Port previously used for SSH/CLI is closed rather than stealthed


#1

I was setting up new Surf SOHO MK3 with firmware 7.0.2 and connect it to an existing LAN rather than the Internet to do port scans of the WAN port. To scan all TCP ports, I ran
nmap -p- 1.2.3.4

This found found all WAN ports filtered except two. As expected, the port I was using for remote admin was opened. What was not expected was that port 9999 was closed.

A few days earlier, I had enabled SSH/CLI on LAN/WAN using this non-standard port (9999). Then, I had disabled SSH/CLI. Apparently, this left the port being closed rather than filtered.

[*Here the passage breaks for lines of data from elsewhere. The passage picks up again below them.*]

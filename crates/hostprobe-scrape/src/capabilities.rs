//! Per-platform availability of the processes metrics.

use crate::status::StatusTable;

/// Which processes metrics a platform can produce, and how it names states.
#[derive(Debug, Clone, Copy, PartialEq, Eq)]
pub struct Capabilities {
    /// `system.processes.count` is available.
    pub processes_count: bool,
    /// `system.processes.created` is available.
    pub processes_created: bool,
    /// Table used to classify raw status codes.
    pub status_table: StatusTable,
}

impl Capabilities {
    /// Capabilities of the platform this crate was built for.
    #[must_use]
    pub const fn current() -> Self {
        if cfg!(target_os = "linux") {
            Self::all(StatusTable::Linux)
        } else if cfg!(target_os = "macos") {
            Self::count_only(StatusTable::Darwin)
        } else if cfg!(target_os = "freebsd") {
            Self::count_only(StatusTable::FreeBsd)
        } else if cfg!(target_os = "openbsd") {
            Self::count_only(StatusTable::OpenBsd)
        } else if cfg!(any(target_os = "solaris", target_os = "illumos")) {
            Self::count_only(StatusTable::Solaris)
        } else {
            Self::none()
        }
    }

    /// Both metrics available.
    #[must_use]
    pub const fn all(status_table: StatusTable) -> Self {
        Self {
            processes_count: true,
            processes_created: true,
            status_table,
        }
    }

    /// Only the per-status count is available.
    #[must_use]
    pub const fn count_only(status_table: StatusTable) -> Self {
        Self {
            processes_count: true,
            processes_created: false,
            status_table,
        }
    }

    /// Nothing available.
    #[must_use]
    pub const fn none() -> Self {
        Self {
            processes_count: false,
            processes_created: false,
            status_table: StatusTable::Linux,
        }
    }
}

impl Default for Capabilities {
    fn default() -> Self {
        Self::current()
    }
}
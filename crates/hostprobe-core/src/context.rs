//! Cancellation-aware execution context.
//!
//! Every detection and scrape entry point takes a [`Context`]. The core never
//! injects timeouts of its own; sources and readers call [`Context::check`]
//! before touching the OS, and a cancelled context surfaces as an ordinary
//! [`CoreError::Cancelled`] failure on the fallback/partial-failure paths.

use std::sync::Arc;
use std::sync::atomic::{AtomicBool, Ordering};
use std::time::{Duration, Instant};

use crate::error::{CoreError, Result};

/// Execution context shared between a host and the calls it drives.
///
/// Clones share the cancellation flag, so the host can keep one clone and
/// cancel work that was handed another.
#[derive(Debug, Clone, Default)]
pub struct Context {
    cancelled: Arc<AtomicBool>,
    deadline: Option<Instant>,
}

impl Context {
    /// Creates a context that is never cancelled unless [`cancel`](Self::cancel) is called.
    #[must_use]
    pub fn new() -> Self {
        Self::default()
    }

    /// Returns a clone of this context that also expires after `timeout`.
    ///
    /// A timeout too large to represent as an instant adds no deadline.
    #[must_use]
    pub fn with_timeout(&self, timeout: Duration) -> Self {
        let deadline = match (Instant::now().checked_add(timeout), self.deadline) {
            (Some(new), Some(old)) => Some(old.min(new)),
            (new, old) => new.or(old),
        };
        Self {
            cancelled: Arc::clone(&self.cancelled),
            deadline,
        }
    }

    /// Cancels this context and every clone of it.
    pub fn cancel(&self) {
        self.cancelled.store(true, Ordering::SeqCst);
    }

    /// Returns the deadline, if any.
    #[must_use]
    pub const fn deadline(&self) -> Option<Instant> {
        self.deadline
    }

    /// Returns true if the context was cancelled or its deadline passed.
    #[must_use]
    pub fn is_cancelled(&self) -> bool {
        self.cancelled.load(Ordering::SeqCst)
            || self.deadline.is_some_and(|d| Instant::now() >= d)
    }

    /// Fails with [`CoreError::Cancelled`] if the context is done.
    pub fn check(&self) -> Result<()> {
        if self.is_cancelled() {
            Err(CoreError::Cancelled)
        } else {
            Ok(())
        }
    }
}
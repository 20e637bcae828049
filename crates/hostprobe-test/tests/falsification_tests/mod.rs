//! Popperian Falsification Tests for hostprobe
//!
//! | Category | ID Range | Description |
//! |----------|----------|-------------|
//! | A | F001-F020 | Resource detection |
//! | B | F021-F040 | Processes scraping |
//! | C | F041-F050 | Configuration |

// Allow test-specific patterns that are denied in production code
#![allow(clippy::unwrap_used)]
#![allow(clippy::expect_used)]
#![allow(clippy::panic)]

mod config;
mod detector;
mod scraper;
//! Ordered hostname source chain.

use hostprobe_core::{Context, DEFAULT_HOSTNAME_SOURCES, HostnameSource};

use crate::error::{DetectError, Result};
use crate::provider::SystemMetadata;

type Resolver = fn(&dyn SystemMetadata, &Context) -> Result<String>;

fn resolve_fqdn(provider: &dyn SystemMetadata, ctx: &Context) -> Result<String> {
    provider
        .fqdn(ctx)
        .map_err(|e| DetectError::source_failed(HostnameSource::Dns, "FQDN", e))
}

fn resolve_os_hostname(provider: &dyn SystemMetadata, ctx: &Context) -> Result<String> {
    provider
        .hostname(ctx)
        .map_err(|e| DetectError::source_failed(HostnameSource::Os, "OS hostname", e))
}

/// One named hostname resolution strategy.
#[derive(Clone, Copy)]
pub struct SourceEntry {
    source: HostnameSource,
    resolve: Resolver,
}

impl SourceEntry {
    /// Creates the entry for a source.
    #[must_use]
    pub fn for_source(source: HostnameSource) -> Self {
        let resolve: Resolver = match source {
            HostnameSource::Dns => resolve_fqdn,
            HostnameSource::Os => resolve_os_hostname,
        };
        Self { source, resolve }
    }

    /// The source this entry resolves.
    #[must_use]
    pub const fn source(&self) -> HostnameSource {
        self.source
    }

    /// Configuration name of the source.
    #[must_use]
    pub const fn name(&self) -> &'static str {
        self.source.name()
    }

    /// Runs the resolver.
    ///
    /// # Errors
    /// Returns [`DetectError::Source`] if the provider call fails.
    pub fn resolve(&self, provider: &dyn SystemMetadata, ctx: &Context) -> Result<String> {
        (self.resolve)(provider, ctx)
    }
}

impl std::fmt::Debug for SourceEntry {
    fn fmt(&self, f: &mut std::fmt::Formatter<'_>) -> std::fmt::Result {
        f.debug_struct("SourceEntry")
            .field("source", &self.source)
            .finish_non_exhaustive()
    }
}

/// Hostname sources in priority order.
///
/// Built once from configuration; an empty list yields the default
/// `dns` then `os` order.
#[derive(Debug, Clone)]
pub struct SourceChain {
    entries: Vec<SourceEntry>,
}

impl Default for SourceChain {
    fn default() -> Self {
        Self::new(&[])
    }
}

impl SourceChain {
    /// Builds the chain.
    #[must_use]
    pub fn new(sources: &[HostnameSource]) -> Self {
        let sources: &[HostnameSource] = if sources.is_empty() {
            &DEFAULT_HOSTNAME_SOURCES
        } else {
            sources
        };
        Self {
            entries: sources.iter().copied().map(SourceEntry::for_source).collect(),
        }
    }

    /// Entries in the order they are tried.
    #[must_use]
    pub fn entries(&self) -> &[SourceEntry] {
        &self.entries
    }

    /// Source names in the order they are tried.
    #[must_use]
    pub fn names(&self) -> Vec<&'static str> {
        self.entries.iter().map(SourceEntry::name).collect()
    }

    /// Tries each source in order and returns the first hostname produced.
    ///
    /// Sources after the first success are never called. Each failure is
    /// logged at debug level before moving on.
    ///
    /// # Errors
    /// Returns [`DetectError::AllSourcesFailed`] if every source fails.
    pub fn resolve(
        &self,
        provider: &dyn SystemMetadata,
        ctx: &Context,
    ) -> Result<(HostnameSource, String)> {
        for entry in &self.entries {
            match entry.resolve(provider, ctx) {
                Ok(hostname) => return Ok((entry.source(), hostname)),
                Err(e) => {
                    tracing::debug!(source = entry.name(), error = %e, "hostname source failed");
                }
            }
        }
        Err(DetectError::AllSourcesFailed)
    }
}
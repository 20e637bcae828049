//! System resource detector.
//!
//! Produces `host.name` and `os.type`. The OS type is mandatory: if it cannot
//! be read, detection fails without trying any hostname source. The hostname
//! comes from the first source in the chain that succeeds.

use std::sync::Arc;

use async_trait::async_trait;

use hostprobe_core::{Context, Resource, SystemDetectorConfig, resource};

use crate::detect::{DetectedResource, Detector};
use crate::error::{DetectError, Result};
use crate::provider::{OsSystemMetadata, SystemMetadata};
use crate::source::SourceChain;

/// Detects host name and OS type.
#[derive(Clone)]
pub struct SystemDetector {
    provider: Arc<dyn SystemMetadata>,
    chain: SourceChain,
}

impl SystemDetector {
    /// Detector type name.
    pub const TYPE: &'static str = "system";

    /// Creates a detector backed by the running operating system.
    ///
    /// # Errors
    /// Returns an error if the configuration is invalid.
    pub fn new(config: &SystemDetectorConfig) -> Result<Self> {
        Self::with_provider(config, Arc::new(OsSystemMetadata::new()))
    }

    /// Creates a detector backed by a custom metadata provider.
    ///
    /// # Errors
    /// Returns an error if the configuration is invalid.
    pub fn with_provider(
        config: &SystemDetectorConfig,
        provider: Arc<dyn SystemMetadata>,
    ) -> Result<Self> {
        config.validate()?;
        Ok(Self {
            provider,
            chain: SourceChain::new(&config.hostname_sources),
        })
    }

    /// The hostname source chain, in the order sources are tried.
    #[must_use]
    pub const fn chain(&self) -> &SourceChain {
        &self.chain
    }

    /// Runs detection synchronously.
    ///
    /// # Errors
    /// Returns [`DetectError::OsType`] if the OS type cannot be read, or
    /// [`DetectError::AllSourcesFailed`] if no hostname source succeeds.
    pub fn detect_now(&self, ctx: &Context) -> Result<DetectedResource> {
        let os_type = self.provider.os_type(ctx).map_err(DetectError::OsType)?;

        let (source, hostname) = self.chain.resolve(self.provider.as_ref(), ctx)?;
        tracing::debug!(
            source = %source,
            hostname = %hostname,
            os_type = %os_type,
            "detected host"
        );

        let mut res = Resource::new();
        res.insert(resource::HOST_NAME, hostname);
        res.insert(resource::OS_TYPE, os_type);

        Ok(DetectedResource {
            resource: res,
            schema_url: resource::SCHEMA_URL.to_string(),
        })
    }
}

impl std::fmt::Debug for SystemDetector {
    fn fmt(&self, f: &mut std::fmt::Formatter<'_>) -> std::fmt::Result {
        f.debug_struct("SystemDetector")
            .field("chain", &self.chain)
            .finish_non_exhaustive()
    }
}

#[async_trait]
impl Detector for SystemDetector {
    fn name(&self) -> &'static str {
        Self::TYPE
    }

    async fn detect(&self, ctx: &Context) -> Result<DetectedResource> {
        self.detect_now(ctx)
    }
}
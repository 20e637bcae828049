//! Falsification Tests: Category A - Resource Detection (F001-F020)

use std::sync::Arc;

use proptest::prelude::*;

use hostprobe_core::{Context, HostnameSource, SystemDetectorConfig, resource};
use hostprobe_detect::{DetectError, Detector, SystemDetector, detect_resource};
use hostprobe_test::{MetadataCall, RecordingMetadata};

fn detector(metadata: &RecordingMetadata, sources: &[HostnameSource]) -> SystemDetector {
    SystemDetector::with_provider(
        &SystemDetectorConfig::with_sources(sources.to_vec()),
        Arc::new(metadata.clone()),
    )
    .unwrap()
}

fn call_for(source: HostnameSource) -> MetadataCall {
    match source {
        HostnameSource::Dns => MetadataCall::Fqdn,
        HostnameSource::Os => MetadataCall::Hostname,
    }
}

fn orderings() -> impl Strategy<Value = Vec<HostnameSource>> {
    prop_oneof![
        Just(vec![HostnameSource::Dns]),
        Just(vec![HostnameSource::Os]),
        Just(vec![HostnameSource::Dns, HostnameSource::Os]),
        Just(vec![HostnameSource::Os, HostnameSource::Dns]),
    ]
}

// =============================================================================
// F001-F005: Source ordering
// =============================================================================

proptest! {
    /// F001: Sources are called strictly in order and stop at the first success
    ///
    /// # Falsification Attempt
    /// Over every ordering and failure mask, the call log must be the OS type
    /// query followed by exactly the prefix of the chain up to and including
    /// the first working source.
    #[test]
    fn f001_sources_called_in_order_until_success(
        sources in orderings(),
        dns_ok in any::<bool>(),
        os_ok in any::<bool>(),
    ) {
        let metadata = RecordingMetadata::new()
            .with_fqdn(if dns_ok { Ok("host.example.com") } else { Err("dns down") })
            .with_hostname(if os_ok { Ok("host") } else { Err("no hostname") });
        let result = detector(&metadata, &sources).detect_now(&Context::new());

        let works = |s: &HostnameSource| match s {
            HostnameSource::Dns => dns_ok,
            HostnameSource::Os => os_ok,
        };
        let tried = sources
            .iter()
            .position(works)
            .map_or(sources.len(), |i| i + 1);

        let mut expected = vec![MetadataCall::OsType];
        expected.extend(sources[..tried].iter().copied().map(call_for));
        prop_assert_eq!(metadata.calls(), expected, "F001 FALSIFIED: call order");
        prop_assert_eq!(result.is_ok(), sources.iter().any(works));
    }
}

/// F002: Default order is dns, then os
#[test]
fn f002_default_order_dns_then_os() {
    let metadata = RecordingMetadata::new().with_fqdn(Err("dns down"));
    let detected = detector(&metadata, &[]).detect_now(&Context::new()).unwrap();
    assert_eq!(
        metadata.calls(),
        vec![MetadataCall::OsType, MetadataCall::Fqdn, MetadataCall::Hostname],
        "F002 FALSIFIED: default order"
    );
    assert_eq!(detected.resource.get_str(resource::HOST_NAME), Some("test-host"));
}

/// F003: A successful first source short-circuits the chain
#[test]
fn f003_first_success_short_circuits() {
    let metadata = RecordingMetadata::new();
    detector(&metadata, &[HostnameSource::Os, HostnameSource::Dns])
        .detect_now(&Context::new())
        .unwrap();
    assert!(
        !metadata.calls().contains(&MetadataCall::Fqdn),
        "F003 FALSIFIED: dns queried after os succeeded"
    );
}

// =============================================================================
// F006-F012: Failure handling
// =============================================================================

/// F006: OS type failure stops detection before any hostname source
///
/// # Falsification Attempt
/// Make the OS type unreadable while every hostname source works.
#[test]
fn f006_os_type_failure_skips_hostname_sources() {
    let metadata = RecordingMetadata::new().with_os_type(Err("uname failed"));
    let err = detector(&metadata, &[])
        .detect_now(&Context::new())
        .unwrap_err();
    assert!(matches!(err, DetectError::OsType(_)), "F006 FALSIFIED: {err}");
    assert_eq!(err.to_string(), "failed getting OS type: uname failed");
    assert_eq!(
        metadata.calls(),
        vec![MetadataCall::OsType],
        "F006 FALSIFIED: hostname source called after OS type failure"
    );
}

/// F007: Exhausted chain yields the aggregate error
#[test]
fn f007_all_sources_failed() {
    let metadata = RecordingMetadata::new()
        .with_fqdn(Err("dns down"))
        .with_hostname(Err("no hostname"));
    let err = detector(&metadata, &[])
        .detect_now(&Context::new())
        .unwrap_err();
    assert!(
        matches!(err, DetectError::AllSourcesFailed),
        "F007 FALSIFIED: {err}"
    );
}

/// F008: Failed detection contributes an empty resource and no schema
#[tokio::test]
async fn f008_failed_detection_is_empty_after_merge() {
    let metadata = RecordingMetadata::new()
        .with_fqdn(Err("dns down"))
        .with_hostname(Err("no hostname"));
    let detectors: Vec<Box<dyn Detector>> = vec![Box::new(detector(&metadata, &[]))];
    let merged = detect_resource(&detectors, &Context::new()).await;
    assert!(merged.is_empty(), "F008 FALSIFIED: attributes leaked");
    assert!(merged.schema_url.is_empty(), "F008 FALSIFIED: schema leaked");
}

/// F009: Cancellation surfaces as an ordinary failure
#[test]
fn f009_cancelled_context_fails_detection() {
    let metadata = RecordingMetadata::new();
    let ctx = Context::new();
    ctx.cancel();
    let err = detector(&metadata, &[]).detect_now(&ctx).unwrap_err();
    assert!(matches!(err, DetectError::OsType(ref e) if e.is_cancelled()));
}

/// F010: Duplicate sources are rejected when the detector is built
#[test]
fn f010_duplicate_sources_rejected() {
    let result = SystemDetector::with_provider(
        &SystemDetectorConfig::with_sources([HostnameSource::Os, HostnameSource::Os]),
        Arc::new(RecordingMetadata::new()),
    );
    assert!(matches!(result, Err(DetectError::Config(_))), "F010 FALSIFIED");
}

// =============================================================================
// F013-F020: Output shape
// =============================================================================

/// F013: Success yields exactly host.name and os.type
#[tokio::test]
async fn f013_success_has_exactly_two_attributes() {
    let metadata = RecordingMetadata::new();
    let detected = detector(&metadata, &[]).detect(&Context::new()).await.unwrap();
    let keys: Vec<_> = detected.resource.iter().map(|(k, _)| k).collect();
    assert_eq!(keys, vec!["host.name", "os.type"], "F013 FALSIFIED");
    assert_eq!(
        detected.resource.get_str(resource::HOST_NAME),
        Some("test-host.example.com")
    );
    assert_eq!(detected.resource.get_str(resource::OS_TYPE), Some("linux"));
}

/// F014: Success carries the semantic conventions schema URL
#[test]
fn f014_schema_url() {
    let detected = detector(&RecordingMetadata::new(), &[])
        .detect_now(&Context::new())
        .unwrap();
    assert_eq!(detected.schema_url, "https://opentelemetry.io/schemas/1.5.0");
}

/// F015: Detector reports its type name
#[test]
fn f015_detector_type_name() {
    assert_eq!(detector(&RecordingMetadata::new(), &[]).name(), "system");
}

/// F016: Repeated detection is stable
#[test]
fn f016_repeated_detection_is_stable() {
    let d = detector(&RecordingMetadata::new(), &[]);
    let first = d.detect_now(&Context::new()).unwrap();
    let second = d.detect_now(&Context::new()).unwrap();
    assert_eq!(first, second, "F016 FALSIFIED");
}

/// F017: Live detection on this host produces both attributes
#[cfg(target_os = "linux")]
#[test]
fn f017_live_detection_on_linux() {
    let d = SystemDetector::new(&SystemDetectorConfig::default()).unwrap();
    let detected = d.detect_now(&Context::new()).unwrap();
    assert_eq!(detected.resource.get_str(resource::OS_TYPE), Some("linux"));
    let host = detected.resource.get_str(resource::HOST_NAME).unwrap();
    assert!(!host.is_empty(), "F017 FALSIFIED: empty host name");
}
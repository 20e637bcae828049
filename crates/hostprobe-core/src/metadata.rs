//! Metric descriptor catalog.

use crate::metric::{Metric, Sum, Temporality};

/// Data point label carrying the logical process status.
pub const STATUS_LABEL: &str = "status";

/// Static description of a metric: name, unit and sum shape.
#[derive(Debug, Clone, Copy, PartialEq, Eq)]
pub struct MetricDescriptor {
    /// Metric name.
    pub name: &'static str,
    /// Human-readable description.
    pub description: &'static str,
    /// UCUM unit.
    pub unit: &'static str,
    /// Whether the sum is monotonic.
    pub is_monotonic: bool,
}

impl MetricDescriptor {
    /// Creates an empty metric initialized from this descriptor.
    #[must_use]
    pub fn new_metric(&self) -> Metric {
        Metric {
            name: self.name.to_string(),
            description: self.description.to_string(),
            unit: self.unit.to_string(),
            sum: Sum {
                is_monotonic: self.is_monotonic,
                temporality: Temporality::Cumulative,
                data_points: Vec::new(),
            },
        }
    }
}

/// `system.processes.count`
pub const SYSTEM_PROCESSES_COUNT: MetricDescriptor = MetricDescriptor {
    name: "system.processes.count",
    description: "Total number of processes in each state.",
    unit: "{processes}",
    is_monotonic: false,
};

/// `system.processes.created`
pub const SYSTEM_PROCESSES_CREATED: MetricDescriptor = MetricDescriptor {
    name: "system.processes.created",
    description: "Total number of created processes.",
    unit: "{processes}",
    is_monotonic: true,
};

#[cfg(test)]
mod tests {
    use super::*;

    #[test]
    fn test_new_metric_shape() {
        let metric = SYSTEM_PROCESSES_CREATED.new_metric();
        assert_eq!(metric.name, "system.processes.created");
        assert_eq!(metric.unit, "{processes}");
        assert!(metric.sum.is_monotonic);
        assert_eq!(metric.sum.temporality, Temporality::Cumulative);
        assert!(metric.data_points().is_empty());
    }

    #[test]
    fn test_count_is_not_monotonic() {
        assert!(!SYSTEM_PROCESSES_COUNT.new_metric().sum.is_monotonic);
    }
}
//! Resource attributes attached to every emitted metric.

use std::collections::BTreeMap;
use std::fmt;

use serde::{Deserialize, Serialize};

/// Resource attribute key for the host name.
pub const HOST_NAME: &str = "host.name";

/// Resource attribute key for the operating system type.
pub const OS_TYPE: &str = "os.type";

/// Schema URL of the semantic conventions used for resource keys.
pub const SCHEMA_URL: &str = "https://opentelemetry.io/schemas/1.5.0";

/// Scalar attribute value.
#[derive(Debug, Clone, PartialEq, Eq, Serialize, Deserialize)]
#[serde(untagged)]
pub enum AttributeValue {
    /// String value.
    String(String),
    /// Integer value.
    Int(i64),
    /// Boolean value.
    Bool(bool),
}

impl AttributeValue {
    /// Returns the string value, if this is a string.
    #[must_use]
    pub fn as_str(&self) -> Option<&str> {
        match self {
            Self::String(s) => Some(s),
            Self::Int(_) | Self::Bool(_) => None,
        }
    }
}

impl fmt::Display for AttributeValue {
    fn fmt(&self, f: &mut fmt::Formatter<'_>) -> fmt::Result {
        match self {
            Self::String(s) => f.write_str(s),
            Self::Int(i) => write!(f, "{i}"),
            Self::Bool(b) => write!(f, "{b}"),
        }
    }
}

impl From<String> for AttributeValue {
    fn from(value: String) -> Self {
        Self::String(value)
    }
}

impl From<&str> for AttributeValue {
    fn from(value: &str) -> Self {
        Self::String(value.to_string())
    }
}

impl From<i64> for AttributeValue {
    fn from(value: i64) -> Self {
        Self::Int(value)
    }
}

impl From<bool> for AttributeValue {
    fn from(value: bool) -> Self {
        Self::Bool(value)
    }
}

/// Identity attributes of the entity producing telemetry.
///
/// Keys are unique. [`insert`](Self::insert) never overwrites an existing
/// key; [`upsert`](Self::upsert) always does.
#[derive(Debug, Clone, Default, PartialEq, Eq, Serialize, Deserialize)]
pub struct Resource {
    attributes: BTreeMap<String, AttributeValue>,
}

impl Resource {
    /// Creates an empty resource.
    #[must_use]
    pub fn new() -> Self {
        Self::default()
    }

    /// Inserts `value` under `key` unless the key is already present.
    ///
    /// Returns true if the value was stored.
    pub fn insert(&mut self, key: impl Into<String>, value: impl Into<AttributeValue>) -> bool {
        let key = key.into();
        if self.attributes.contains_key(&key) {
            return false;
        }
        self.attributes.insert(key, value.into());
        true
    }

    /// Stores `value` under `key`, replacing any previous value.
    pub fn upsert(&mut self, key: impl Into<String>, value: impl Into<AttributeValue>) {
        self.attributes.insert(key.into(), value.into());
    }

    /// Returns the value stored under `key`.
    #[must_use]
    pub fn get(&self, key: &str) -> Option<&AttributeValue> {
        self.attributes.get(key)
    }

    /// Returns the string value stored under `key`.
    #[must_use]
    pub fn get_str(&self, key: &str) -> Option<&str> {
        self.get(key).and_then(AttributeValue::as_str)
    }

    /// Number of attributes.
    #[must_use]
    pub fn len(&self) -> usize {
        self.attributes.len()
    }

    /// Returns true if the resource carries no attributes.
    #[must_use]
    pub fn is_empty(&self) -> bool {
        self.attributes.is_empty()
    }

    /// Iterates attributes in key order.
    pub fn iter(&self) -> impl Iterator<Item = (&str, &AttributeValue)> {
        self.attributes.iter().map(|(k, v)| (k.as_str(), v))
    }

    /// Merges `other` into `self`; keys already present in `self` win.
    pub fn merge(&mut self, other: &Self) {
        for (key, value) in &other.attributes {
            self.attributes
                .entry(key.clone())
                .or_insert_with(|| value.clone());
        }
    }
}
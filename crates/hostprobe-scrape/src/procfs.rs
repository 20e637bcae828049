//! Linux readers over `/proc`.
//!
//! - `/proc/stat`: `processes`, `procs_running`, `procs_blocked`
//! - `/proc/loadavg`: total scheduling entities (4th field, after the `/`)
//! - `/proc/<pid>/stat`: single-letter state after the command name

use std::ffi::OsString;
use std::path::Path;

use hostprobe_core::{Context, CoreError, Result};

use crate::reader::{MiscStat, ProcessHandle};

const PROC_ROOT: &str = "/proc";

/// Reads the kernel process counters.
///
/// # Errors
/// Returns an error if either file cannot be read or parsed.
pub fn misc_stat(ctx: &Context) -> Result<MiscStat> {
    ctx.check()?;
    let stat = std::fs::read_to_string(Path::new(PROC_ROOT).join("stat"))?;
    let mut misc = parse_proc_stat(&stat)?;

    ctx.check()?;
    let loadavg = std::fs::read_to_string(Path::new(PROC_ROOT).join("loadavg"))?;
    misc.procs_total = parse_loadavg(&loadavg)?;
    Ok(misc)
}

/// Lists the processes currently present under `/proc`.
///
/// # Errors
/// Returns an error if `/proc` cannot be listed.
pub fn processes(ctx: &Context) -> Result<Vec<Box<dyn ProcessHandle>>> {
    ctx.check()?;
    let names = std::fs::read_dir(PROC_ROOT)?.map(|entry| entry.map(|e| e.file_name()));
    Ok(pids(names)
        .into_iter()
        .map(|pid| Box::new(ProcfsProcess::new(pid)) as Box<dyn ProcessHandle>)
        .collect())
}

/// PIDs among `/proc` entry names. Unreadable entries are skipped.
fn pids(names: impl IntoIterator<Item = std::io::Result<OsString>>) -> Vec<u32> {
    names
        .into_iter()
        .filter_map(|name| match name {
            Ok(name) => name.to_str().and_then(|n| n.parse().ok()),
            Err(e) => {
                tracing::trace!(error = %e, "skipping unreadable /proc entry");
                None
            }
        })
        .collect()
}

/// A process read through `/proc/<pid>/stat`.
#[derive(Debug, Clone, Copy, PartialEq, Eq)]
pub struct ProcfsProcess {
    pid: u32,
}

impl ProcfsProcess {
    /// Handle for `pid`.
    #[must_use]
    pub const fn new(pid: u32) -> Self {
        Self { pid }
    }

    /// Process ID.
    #[must_use]
    pub const fn pid(&self) -> u32 {
        self.pid
    }
}

impl ProcessHandle for ProcfsProcess {
    fn status(&self) -> Result<String> {
        let path = Path::new(PROC_ROOT).join(self.pid.to_string()).join("stat");
        let content = std::fs::read_to_string(&path).map_err(|e| {
            if e.kind() == std::io::ErrorKind::NotFound {
                CoreError::source(format!("process {} not found", self.pid))
            } else {
                CoreError::Io(e)
            }
        })?;
        parse_stat_state(&content).map(str::to_string)
    }
}

/// Extracts `processes`, `procs_running` and `procs_blocked` from `/proc/stat`.
///
/// `procs_total` is left at zero.
///
/// # Errors
/// Returns an error if a counter is missing or not a number.
pub fn parse_proc_stat(content: &str) -> Result<MiscStat> {
    let mut created = None;
    let mut running = None;
    let mut blocked = None;

    for line in content.lines() {
        let mut fields = line.split_whitespace();
        let slot = match fields.next() {
            Some("processes") => &mut created,
            Some("procs_running") => &mut running,
            Some("procs_blocked") => &mut blocked,
            _ => continue,
        };
        let value = fields
            .next()
            .ok_or_else(|| CoreError::parse(format!("malformed /proc/stat line: {line:?}")))?;
        *slot = Some(value.parse::<u64>().map_err(|e| {
            CoreError::parse(format!("malformed /proc/stat line {line:?}: {e}"))
        })?);
    }

    let missing = |name: &str| CoreError::parse(format!("/proc/stat has no {name} line"));
    Ok(MiscStat {
        procs_created: created.ok_or_else(|| missing("processes"))?,
        procs_running: running.ok_or_else(|| missing("procs_running"))?,
        procs_blocked: blocked.ok_or_else(|| missing("procs_blocked"))?,
        procs_total: 0,
    })
}

/// Extracts the total number of scheduling entities from `/proc/loadavg`.
///
/// Format: `0.20 0.18 0.12 1/80 11206`
///
/// # Errors
/// Returns an error if the runnable/total field is missing or malformed.
pub fn parse_loadavg(content: &str) -> Result<u64> {
    let field = content
        .split_whitespace()
        .nth(3)
        .ok_or_else(|| CoreError::parse("malformed /proc/loadavg: expected 5 fields"))?;
    let (_, total) = field
        .split_once('/')
        .ok_or_else(|| CoreError::parse(format!("malformed /proc/loadavg field {field:?}")))?;
    total
        .parse()
        .map_err(|e| CoreError::parse(format!("malformed /proc/loadavg total {total:?}: {e}")))
}

/// Extracts the state code from `/proc/<pid>/stat`.
///
/// Format: `pid (comm) state ppid ...`. The command name may itself contain
/// spaces and parentheses, so the state follows the last `)`.
///
/// # Errors
/// Returns an error if the content has no command name or no state.
pub fn parse_stat_state(content: &str) -> Result<&str> {
    let comm_end = content
        .rfind(')')
        .ok_or_else(|| CoreError::parse("malformed /proc/<pid>/stat: no closing paren"))?;

    content[comm_end + 1..]
        .split_whitespace()
        .next()
        .ok_or_else(|| CoreError::parse("malformed /proc/<pid>/stat: no state field"))
}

I tested this again on another Surf SOHO also running 7.0.2. This second router was HW2 and live on the Internet. Again, I picked a random port for SSL/CLI use. After enabling it, GRC port probe detected the port as open

https://www.grc.com/x/portprobe=8844

Then, I disable CLI/SSH and the above port probe shows it as closed rather than stealthed.

Is this working as expected, or, is it a bug?


#2

@Michael234, do allow me to further clarify your problem. May I know this is the problem you are facing - When you scan the non-exist port, the port status shows Stealth? The other scan results are acceptable.

TCP 444 (non-exist port) scan result with default configuration (SSH not running/configured)

TCP 444 scan result with SSH port set to 444 and enabled

TCP 444 scan result with SSH port set to 444 but disabled


#3

Yes, that is exactly the issue I was trying to describe. You understood perfectly.


#4

We confirmed this is a bug. We will fix this in v7.1.0. Thanks for reporting this!